How many pages/days in your life so far?
We do not know where or when our story of our life will come to an end. The simple fact is that we have no control over that. Only God knows that. But we can only live our lives one day at a time, or one page at a time. We can’t slow it down or speed it up. Some days go more quickly than others. Some are tediously slow.
The past
If we to take a backwards look at our lives, or if you like, the number of pages in your story so far, there are a number of people, places and events that come to mind.
I remember the day when... (How would we finish this sentence?)
A birthday, an anniversary, a wedding, my last day of school, a graduation, the day I stared my first job, got my first pay packet, the day I left home, my first time leaving the country, my first flight, my first date, meeting a future spouse, meeting your future best friend for the first time. All of us have happy memories that we cherish – we may even remember the exact date, and didn’t want the day to end. I remember the day clearly when I felt called to become a priest, February 8th, 1988, and the happiest, most wonderful day of my life, my ordination day, June 12th, 1993.

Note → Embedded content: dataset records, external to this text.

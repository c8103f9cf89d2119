//! HTTP transport implementation.
//!
//! This module provides an HTTP-based transport for year sync. The actual
//! HTTP client and the token source are abstracted via traits so that any
//! HTTP library, or an in-process loopback, can be plugged in.

use crate::config::SyncConfig;
use crate::error::{SyncError, SyncResult};
use crate::model::AuthToken;
use crate::transport::HistoryTransport;
use yearsync_protocol::{CodecResult, DiffResponse, ProbeResponse, SyncRequest};

/// Raw HTTP response.
#[derive(Debug, Clone, PartialEq, Eq)]
pub struct HttpResponse {
    /// Status code.
    pub status: u16,
    /// Response body.
    pub body: Vec<u8>,
}

impl HttpResponse {
    /// Creates a 200 response.
    pub fn ok(body: Vec<u8>) -> Self {
        Self { status: 200, body }
    }

    /// Creates an empty response with the given status.
    pub fn status(status: u16) -> Self {
        Self {
            status,
            body: Vec::new(),
        }
    }

    /// Returns true for 2xx statuses.
    pub fn is_success(&self) -> bool {
        (200..300).contains(&self.status)
    }
}

/// HTTP client abstraction.
///
/// Implement this trait to provide the actual HTTP transport.
pub trait HttpClient: Send + Sync {
    /// Sends an authenticated POST request.
    ///
    /// `Err` means no response was received at all.
    fn post(&self, url: &str, token: &AuthToken, body: Vec<u8>) -> Result<HttpResponse, String>;
}

/// Source of auth tokens.
pub trait TokenProvider: Send + Sync {
    /// Acquires a token, refreshing it if needed.
    fn acquire_token(&self) -> Result<AuthToken, String>;
}

/// A token provider that always returns the same token.
#[derive(Debug, Clone)]
pub struct StaticTokenProvider {
    token: Option<AuthToken>,
}

impl StaticTokenProvider {
    /// Provides `token` on every call.
    pub fn new(token: impl Into<String>) -> Self {
        Self {
            token: Some(AuthToken::new(token)),
        }
    }

    /// A provider that is signed out and always fails.
    pub fn signed_out() -> Self {
        Self { token: None }
    }
}

impl TokenProvider for StaticTokenProvider {
    fn acquire_token(&self) -> Result<AuthToken, String> {
        self.token.clone().ok_or_else(|| "not signed in".into())
    }
}

/// Trait for decoding response bodies.
pub trait CborDecode: Sized {
    /// Decodes self from CBOR bytes.
    fn decode_cbor(bytes: &[u8]) -> CodecResult<Self>;
}

impl CborDecode for ProbeResponse {
    fn decode_cbor(bytes: &[u8]) -> CodecResult<Self> {
        Self::decode(bytes)
    }
}

impl CborDecode for DiffResponse {
    fn decode_cbor(bytes: &[u8]) -> CodecResult<Self> {
        Self::decode(bytes)
    }
}

/// HTTP-based history transport.
///
/// Uses CBOR encoding for request/response bodies. Both phases are posted
/// to the same year history endpoint.
pub struct HttpTransport<C: HttpClient, P: TokenProvider> {
    endpoint: String,
    client: C,
    tokens: P,
}

impl<C: HttpClient, P: TokenProvider> HttpTransport<C, P> {
    /// Creates a new HTTP transport.
    pub fn new(config: &SyncConfig, client: C, tokens: P) -> Self {
        Self {
            endpoint: config.endpoint_url(),
            client,
            tokens,
        }
    }

    /// Returns the endpoint URL.
    pub fn endpoint(&self) -> &str {
        &self.endpoint
    }

    /// Returns the underlying client.
    pub fn client(&self) -> &C {
        &self.client
    }

    fn post_cbor<Res: CborDecode>(
        &self,
        token: &AuthToken,
        request: &SyncRequest,
    ) -> SyncResult<Res> {
        let body = request.encode().map_err(SyncError::Encode)?;

        let response = self
            .client
            .post(&self.endpoint, token, body)
            .map_err(SyncError::transport)?;

        if !response.is_success() {
            return Err(SyncError::http_status(response.status));
        }

        Res::decode_cbor(&response.body).map_err(SyncError::Decode)
    }
}

impl<C: HttpClient, P: TokenProvider> HistoryTransport for HttpTransport<C, P> {
    fn acquire_token(&self) -> SyncResult<AuthToken> {
        self.tokens.acquire_token().map_err(SyncError::Auth)
    }

    fn probe(&self, token: &AuthToken, request: &SyncRequest) -> SyncResult<ProbeResponse> {
        self.post_cbor(token, request)
    }

    fn pull(&self, token: &AuthToken, request: &SyncRequest) -> SyncResult<DiffResponse> {
        self.post_cbor(token, request)
    }
}

/// A loopback HTTP client that routes requests directly to a history server.
///
/// Useful for testing without actual network overhead.
pub struct LoopbackClient<S: LoopbackServer> {
    server: S,
}

impl<S: LoopbackServer> LoopbackClient<S> {
    /// Creates a new loopback client connected to the given server.
    pub fn new(server: S) -> Self {
        Self { server }
    }

    /// Returns the server.
    pub fn server(&self) -> &S {
        &self.server
    }
}

/// Trait for servers that can handle loopback requests.
pub trait LoopbackServer: Send + Sync {
    /// Handles a POST request and returns the response.
    fn handle_post(&self, path: &str, token: &AuthToken, body: &[u8])
        -> Result<HttpResponse, String>;
}

impl<S: LoopbackServer> HttpClient for LoopbackClient<S> {
    fn post(&self, url: &str, token: &AuthToken, body: Vec<u8>) -> Result<HttpResponse, String> {
        // Strip scheme and host
        let path = url
            .find("://")
            .map(|i| &url[i + 3..])
            .and_then(|rest| rest.find('/').map(|i| &rest[i..]))
            .unwrap_or(url);

        self.server.handle_post(path, token, &body)
    }
}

On the other hand, there were bleaker days for all of us: a day you were sick, or went to the dentist, or had to go to hospital, had to go to a funeral, where you had to part company, where a friendship or marriage ended, experienced bereavement, a day you were told bad news, where you were on 9/11..

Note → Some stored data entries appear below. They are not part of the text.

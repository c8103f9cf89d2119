//! Per-session memo of episodes known to exist locally.

use crate::error::SyncResult;
use std::collections::HashSet;

/// Remembers episodes confirmed to exist during one session.
///
/// Only positives are cached. A negative answer is re-queried every time,
/// since the same session may create the episode later on.
///
/// The cache is owned by a single session and populated from the
/// orchestrating thread only; it is not shared with worker tasks.
#[derive(Debug, Default)]
pub struct ExistenceCache {
    known: HashSet<String>,
    storage_queries: u64,
}

impl ExistenceCache {
    /// Creates an empty cache.
    pub fn new() -> Self {
        Self::default()
    }

    /// Returns whether `episode_id` exists, consulting `query` on a miss.
    ///
    /// A storage error is returned as-is and nothing is cached.
    pub fn exists<F>(&mut self, episode_id: &str, query: F) -> SyncResult<bool>
    where
        F: FnOnce(&str) -> SyncResult<bool>,
    {
        if self.known.contains(episode_id) {
            return Ok(true);
        }

        self.storage_queries += 1;
        let present = query(episode_id)?;
        if present {
            self.known.insert(episode_id.to_string());
        }
        Ok(present)
    }

    /// Records an episode the session has just written to storage.
    pub fn mark_present(&mut self, episode_id: impl Into<String>) {
        self.known.insert(episode_id.into());
    }

    /// Returns true if `episode_id` is cached as present.
    pub fn contains(&self, episode_id: &str) -> bool {
        self.known.contains(episode_id)
    }

    /// Number of cached positives.
    pub fn len(&self) -> usize {
        self.known.len()
    }

    /// Returns true if nothing is cached.
    pub fn is_empty(&self) -> bool {
        self.known.is_empty()
    }

    /// Number of times storage was consulted.
    pub fn storage_queries(&self) -> u64 {
        self.storage_queries
    }
}

#[cfg(test)]
mod tests {
    use super::*;
    use crate::error::SyncError;
    use std::cell::Cell;

    #[test]
    fn positives_are_queried_once() {
        let mut cache = ExistenceCache::new();
        let calls = Cell::new(0);
        let query = |_: &str| -> SyncResult<bool> {
            calls.set(calls.get() + 1);
            Ok(true)
        };

        assert!(cache.exists("ep-1", query).unwrap());
        assert!(cache.exists("ep-1", query).unwrap());
        assert!(cache.exists("ep-1", query).unwrap());

        assert_eq!(calls.get(), 1);
        assert_eq!(cache.storage_queries(), 1);
        assert!(cache.contains("ep-1"));
    }

    #[test]
    fn negatives_are_never_cached() {
        let mut cache = ExistenceCache::new();
        let calls = Cell::new(0);
        let query = |_: &str| -> SyncResult<bool> {
            calls.set(calls.get() + 1);
            Ok(false)
        };

        assert!(!cache.exists("ep-1", query).unwrap());
        assert!(!cache.exists("ep-1", query).unwrap());

        assert_eq!(calls.get(), 2);
        assert!(cache.is_empty());
    }

    #[test]
    fn absence_can_turn_into_presence() {
        let mut cache = ExistenceCache::new();
        assert!(!cache.exists("ep-1", |_| Ok(false)).unwrap());
        assert!(cache.exists("ep-1", |_| Ok(true)).unwrap());
        assert_eq!(cache.len(), 1);
    }

    #[test]
    fn storage_errors_are_not_cached() {
        let mut cache = ExistenceCache::new();
        let result = cache.exists("ep-1", |_| Err(SyncError::storage("busy")));
        assert!(result.is_err());
        assert!(!cache.contains("ep-1"));
    }

    #[test]
    fn marked_entries_skip_storage() {
        let mut cache = ExistenceCache::new();
        cache.mark_present("ep-7");
        let result = cache.exists("ep-7", |_| panic!("storage must not be queried"));
        assert!(result.unwrap());
        assert_eq!(cache.storage_queries(), 0);
    }
}
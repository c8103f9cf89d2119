//! Configuration for the sync engine.

use std::time::Duration;
use yearsync_protocol::{HISTORY_YEAR_PATH, PROTOCOL_VERSION};

/// Configuration for year sync.
#[derive(Debug, Clone)]
pub struct SyncConfig {
    /// Server URL (e.g. "https://api.example.com").
    pub server_url: String,
    /// Protocol version sent with each request.
    pub protocol_version: i32,
    /// Cap on concurrently running lookups. `None` means one unit per item.
    pub max_in_flight: Option<usize>,
    /// Time budget for each network phase. `None` blocks indefinitely.
    pub phase_timeout: Option<Duration>,
    /// Worker threads for the resolver runtime.
    pub worker_threads: usize,
}

impl SyncConfig {
    /// Creates a new sync configuration.
    pub fn new(server_url: impl Into<String>) -> Self {
        Self {
            server_url: server_url.into(),
            protocol_version: PROTOCOL_VERSION,
            max_in_flight: None,
            phase_timeout: None,
            worker_threads: 2,
        }
    }

    /// Sets the protocol version.
    pub fn with_protocol_version(mut self, version: i32) -> Self {
        self.protocol_version = version;
        self
    }

    /// Caps the number of lookups in flight at once.
    pub fn with_max_in_flight(mut self, limit: usize) -> Self {
        self.max_in_flight = Some(limit.max(1));
        self
    }

    /// Sets a time budget for the probe and pull phases.
    pub fn with_phase_timeout(mut self, timeout: Duration) -> Self {
        self.phase_timeout = Some(timeout);
        self
    }

    /// Sets the number of worker threads.
    pub fn with_worker_threads(mut self, threads: usize) -> Self {
        self.worker_threads = threads.max(1);
        self
    }

    /// Returns the full URL of the year history endpoint.
    pub fn endpoint_url(&self) -> String {
        format!(
            "{}{}",
            self.server_url.trim_end_matches('/'),
            HISTORY_YEAR_PATH
        )
    }
}

impl Default for SyncConfig {
    fn default() -> Self {
        Self::new("")
    }
}

#[cfg(test)]
mod tests {
    use super::*;

    #[test]
    fn sync_config_builder() {
        let config = SyncConfig::new("https://api.example.com")
            .with_protocol_version(2)
            .with_max_in_flight(8)
            .with_phase_timeout(Duration::from_secs(15))
            .with_worker_threads(4);

        assert_eq!(config.server_url, "https://api.example.com");
        assert_eq!(config.protocol_version, 2);
        assert_eq!(config.max_in_flight, Some(8));
        assert_eq!(config.phase_timeout, Some(Duration::from_secs(15)));
        assert_eq!(config.worker_threads, 4);
    }

    #[test]
    fn defaults_preserve_unbounded_behaviour() {
        let config = SyncConfig::default();
        assert_eq!(config.protocol_version, PROTOCOL_VERSION);
        assert!(config.max_in_flight.is_none());
        assert!(config.phase_timeout.is_none());
    }

    #[test]
    fn zero_limits_are_clamped() {
        let config = SyncConfig::default()
            .with_max_in_flight(0)
            .with_worker_threads(0);
        assert_eq!(config.max_in_flight, Some(1));
        assert_eq!(config.worker_threads, 1);
    }

    #[test]
    fn endpoint_url_joins_without_double_slash() {
        assert_eq!(
            SyncConfig::new("https://api.example.com/").endpoint_url(),
            "https://api.example.com/history/year"
        );
        assert_eq!(
            SyncConfig::new("https://api.example.com").endpoint_url(),
            "https://api.example.com/history/year"
        );
    }
}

The past is filled with joys and sorrows.
... The future
'I look forward to the day when...'
Christmas, a birthday, a reunion, a holiday abroad, last day of school, retirement, a party, the birth of a child, the New Year, a wedding, and so on.
But we can spend (or waste) a lot of time brooding over the past, perhaps even hankering for it, and it will never happen again; things will never be as they were.
We can equally worry (or hope) for the future but wishing won’t make it so.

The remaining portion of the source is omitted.